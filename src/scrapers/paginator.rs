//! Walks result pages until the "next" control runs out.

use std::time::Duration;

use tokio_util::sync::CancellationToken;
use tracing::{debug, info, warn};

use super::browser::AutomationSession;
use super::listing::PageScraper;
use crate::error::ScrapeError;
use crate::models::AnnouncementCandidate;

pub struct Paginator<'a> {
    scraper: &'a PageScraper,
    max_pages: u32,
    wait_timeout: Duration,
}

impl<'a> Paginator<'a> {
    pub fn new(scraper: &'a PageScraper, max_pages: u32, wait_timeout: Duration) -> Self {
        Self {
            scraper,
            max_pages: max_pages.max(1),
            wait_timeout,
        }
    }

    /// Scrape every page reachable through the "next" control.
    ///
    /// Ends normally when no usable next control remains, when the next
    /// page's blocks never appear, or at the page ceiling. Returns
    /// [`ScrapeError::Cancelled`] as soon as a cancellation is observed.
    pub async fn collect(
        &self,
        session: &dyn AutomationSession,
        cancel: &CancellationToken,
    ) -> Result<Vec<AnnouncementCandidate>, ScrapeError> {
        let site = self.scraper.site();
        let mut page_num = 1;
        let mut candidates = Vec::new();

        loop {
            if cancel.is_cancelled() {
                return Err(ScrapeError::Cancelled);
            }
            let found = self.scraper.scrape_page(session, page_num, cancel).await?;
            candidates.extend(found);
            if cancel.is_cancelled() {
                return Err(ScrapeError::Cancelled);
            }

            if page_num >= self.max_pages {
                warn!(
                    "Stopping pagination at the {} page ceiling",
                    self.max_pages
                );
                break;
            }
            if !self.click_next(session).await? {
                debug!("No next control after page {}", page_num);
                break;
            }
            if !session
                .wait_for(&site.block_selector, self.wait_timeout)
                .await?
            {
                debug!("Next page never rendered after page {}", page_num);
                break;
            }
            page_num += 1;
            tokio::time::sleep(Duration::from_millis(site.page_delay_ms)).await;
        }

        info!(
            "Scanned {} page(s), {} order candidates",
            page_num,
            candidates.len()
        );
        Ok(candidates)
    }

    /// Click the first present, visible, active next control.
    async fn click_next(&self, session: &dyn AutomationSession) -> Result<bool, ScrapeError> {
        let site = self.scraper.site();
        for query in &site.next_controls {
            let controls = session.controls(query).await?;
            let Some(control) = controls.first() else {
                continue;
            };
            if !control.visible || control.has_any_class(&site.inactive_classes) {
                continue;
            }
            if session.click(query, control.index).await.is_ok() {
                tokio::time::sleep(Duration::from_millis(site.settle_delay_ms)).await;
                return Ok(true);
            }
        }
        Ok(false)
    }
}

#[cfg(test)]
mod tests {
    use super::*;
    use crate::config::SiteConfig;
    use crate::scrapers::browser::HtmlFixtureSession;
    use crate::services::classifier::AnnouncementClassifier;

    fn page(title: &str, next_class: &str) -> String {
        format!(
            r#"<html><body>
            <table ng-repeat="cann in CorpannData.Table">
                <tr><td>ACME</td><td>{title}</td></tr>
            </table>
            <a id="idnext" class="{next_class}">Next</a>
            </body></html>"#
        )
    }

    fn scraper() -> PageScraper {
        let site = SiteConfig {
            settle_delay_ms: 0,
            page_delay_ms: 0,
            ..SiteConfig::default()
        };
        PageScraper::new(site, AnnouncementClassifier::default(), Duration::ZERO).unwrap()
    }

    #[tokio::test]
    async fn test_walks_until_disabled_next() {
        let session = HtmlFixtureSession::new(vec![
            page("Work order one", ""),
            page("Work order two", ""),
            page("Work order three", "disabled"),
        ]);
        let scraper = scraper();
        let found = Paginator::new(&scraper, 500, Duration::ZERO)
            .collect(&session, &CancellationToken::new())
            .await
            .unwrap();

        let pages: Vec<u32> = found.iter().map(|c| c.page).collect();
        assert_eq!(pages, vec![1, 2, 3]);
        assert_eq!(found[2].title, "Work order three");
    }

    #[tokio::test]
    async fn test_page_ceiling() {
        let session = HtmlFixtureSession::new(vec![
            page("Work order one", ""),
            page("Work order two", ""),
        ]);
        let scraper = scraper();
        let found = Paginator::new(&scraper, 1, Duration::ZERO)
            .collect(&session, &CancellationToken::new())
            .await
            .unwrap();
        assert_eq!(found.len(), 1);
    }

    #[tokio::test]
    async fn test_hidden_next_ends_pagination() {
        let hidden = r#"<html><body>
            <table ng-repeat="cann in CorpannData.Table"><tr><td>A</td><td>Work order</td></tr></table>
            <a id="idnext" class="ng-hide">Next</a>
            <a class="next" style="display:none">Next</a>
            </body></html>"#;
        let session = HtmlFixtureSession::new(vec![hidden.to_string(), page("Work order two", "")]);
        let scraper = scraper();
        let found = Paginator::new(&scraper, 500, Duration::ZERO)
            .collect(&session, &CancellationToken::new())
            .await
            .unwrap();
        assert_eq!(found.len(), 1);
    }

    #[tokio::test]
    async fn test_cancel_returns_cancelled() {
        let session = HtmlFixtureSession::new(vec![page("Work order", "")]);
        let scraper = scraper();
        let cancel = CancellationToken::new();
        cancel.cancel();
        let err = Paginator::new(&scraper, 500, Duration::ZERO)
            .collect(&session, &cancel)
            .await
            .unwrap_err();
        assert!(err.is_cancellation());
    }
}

# # # # #

**ABOUT THIS EXERCISE**
The whole block of data above should be printed again verbatim.

**ANSWER TO THIS PROBLEM**
filename src/scrapers/paginator.rs
//! Walks result pages until the "next" control runs out.

use std::time::Duration;

use tokio_util::sync::CancellationToken;
use tracing::{debug, info, warn};

use super::browser::AutomationSession;
use super::listing::PageScraper;
use crate::error::ScrapeError;
use crate::models::AnnouncementCandidate;

pub struct Paginator<'a> {
    scraper: &'a PageScraper,
    max_pages: u32,
    wait_timeout: Duration,
}

impl<'a> Paginator<'a> {
    pub fn new(scraper: &'a PageScraper, max_pages: u32, wait_timeout: Duration) -> Self {
        Self {
            scraper,
            max_pages: max_pages.max(1),
            wait_timeout,
        }
    }

    /// Scrape every page reachable through the "next" control.
    ///
    /// Ends normally when no usable next control remains, when the next
    /// page's blocks never appear, or at the page ceiling. Returns
    /// [`ScrapeError::Cancelled`] as soon as a cancellation is observed.
    pub async fn collect(
        &self,
        session: &dyn AutomationSession,
        cancel: &CancellationToken,
    ) -> Result<Vec<AnnouncementCandidate>, ScrapeError> {
        let site = self.scraper.site();
        let mut page_num = 1;
        let mut candidates = Vec::new();

        loop {
            if cancel.is_cancelled() {
                return Err(ScrapeError::Cancelled);
            }
            let found = self.scraper.scrape_page(session, page_num, cancel).await?;
            candidates.extend(found);
            if cancel.is_cancelled() {
                return Err(ScrapeError::Cancelled);
            }

            if page_num >= self.max_pages {
                warn!(
                    "Stopping pagination at the {} page ceiling",
                    self.max_pages
                );
                break;
            }
            if !self.click_next(session).await? {
                debug!("No next control after page {}", page_num);
                break;
            }
            if !session
                .wait_for(&site.block_selector, self.wait_timeout)
                .await?
            {
                debug!("Next page never rendered after page {}", page_num);
                break;
            }
            page_num += 1;
            tokio::time::sleep(Duration::from_millis(site.page_delay_ms)).await;
        }

        info!(
            "Scanned {} page(s), {} order candidates",
            page_num,
            candidates.len()
        );
        Ok(candidates)
    }

    /// Click the first present, visible, active next control.
    async fn click_next(&self, session: &dyn AutomationSession) -> Result<bool, ScrapeError> {
        let site = self.scraper.site();
        for query in &site.next_controls {
            let controls = session.controls(query).await?;
            let Some(control) = controls.first() else {
                continue;
            };
            if !control.visible || control.has_any_class(&site.inactive_classes) {
                continue;
            }
            if session.click(query, control.index).await.is_ok() {
                tokio::time::sleep(Duration::from_millis(site.settle_delay_ms)).await;
                return Ok(true);
            }
        }
        Ok(false)
    }
}

#[cfg(test)]
mod tests {
    use super::*;
    use crate::config::SiteConfig;
    use crate::scrapers::browser::HtmlFixtureSession;
    use crate::services::classifier::AnnouncementClassifier;

    fn page(title: &str, next_class: &str) -> String {
        format!(
            r#"<html><body>
            <table ng-repeat="cann in CorpannData.Table">
                <tr><td>ACME</td><td>{title}</td></tr>
            </table>
            <a id="idnext" class="{next_class}">Next</a>
            </body></html>"#
        )
    }

    fn scraper() -> PageScraper {
        let site = SiteConfig {
            settle_delay_ms: 0,
            page_delay_ms: 0,
            ..SiteConfig::default()
        };
        PageScraper::new(site, AnnouncementClassifier::default(), Duration::ZERO).unwrap()
    }

    #[tokio::test]
    async fn test_walks_until_disabled_next() {
        let session = HtmlFixtureSession::new(vec![
            page("Work order one", ""),
            page("Work order two", ""),
            page("Work order three", "disabled"),
        ]);
        let scraper = scraper();
        let found = Paginator::new(&scraper, 500, Duration::ZERO)
            .collect(&session, &CancellationToken::new())
            .await
            .unwrap();

        let pages: Vec<u32> = found.iter().map(|c| c.page).collect();
        assert_eq!(pages, vec![1, 2, 3]);
        assert_eq!(found[2].title, "Work order three");
    }

    #[tokio::test]
    async fn test_page_ceiling() {
        let session = HtmlFixtureSession::new(vec![
            page("Work order one", ""),
            page("Work order two", ""),
        ]);
        let scraper = scraper();
        let found = Paginator::new(&scraper, 1, Duration::ZERO)
            .collect(&session, &CancellationToken::new())
            .await
            .unwrap();
        assert_eq!(found.len(), 1);
    }

    #[tokio::test]
    async fn test_hidden_next_ends_pagination() {
        let hidden = r#"<html><body>
            <table ng-repeat="cann in CorpannData.Table"><tr><td>A</td><td>Work order</td></tr></table>
            <a id="idnext" class="ng-hide">Next</a>
            <a class="next" style="display:none">Next</a>
            </body></html>"#;
        let session = HtmlFixtureSession::new(vec![hidden.to_string(), page("Work order two", "")]);
        let scraper = scraper();
        let found = Paginator::new(&scraper, 500, Duration::ZERO)
            .collect(&session, &CancellationToken::new())
            .await
            .unwrap();
        assert_eq!(found.len(), 1);
    }

    #[tokio::test]
    async fn test_cancel_returns_cancelled() {
        let session = HtmlFixtureSession::new(vec![page("Work order", "")]);
        let scraper = scraper();
        let cancel = CancellationToken::new();
        cancel.cancel();
        let err = Paginator::new(&scraper, 500, Duration::ZERO)
            .collect(&session, &cancel)
            .await
            .unwrap_err();
        assert!(err.is_cancellation());
    }
}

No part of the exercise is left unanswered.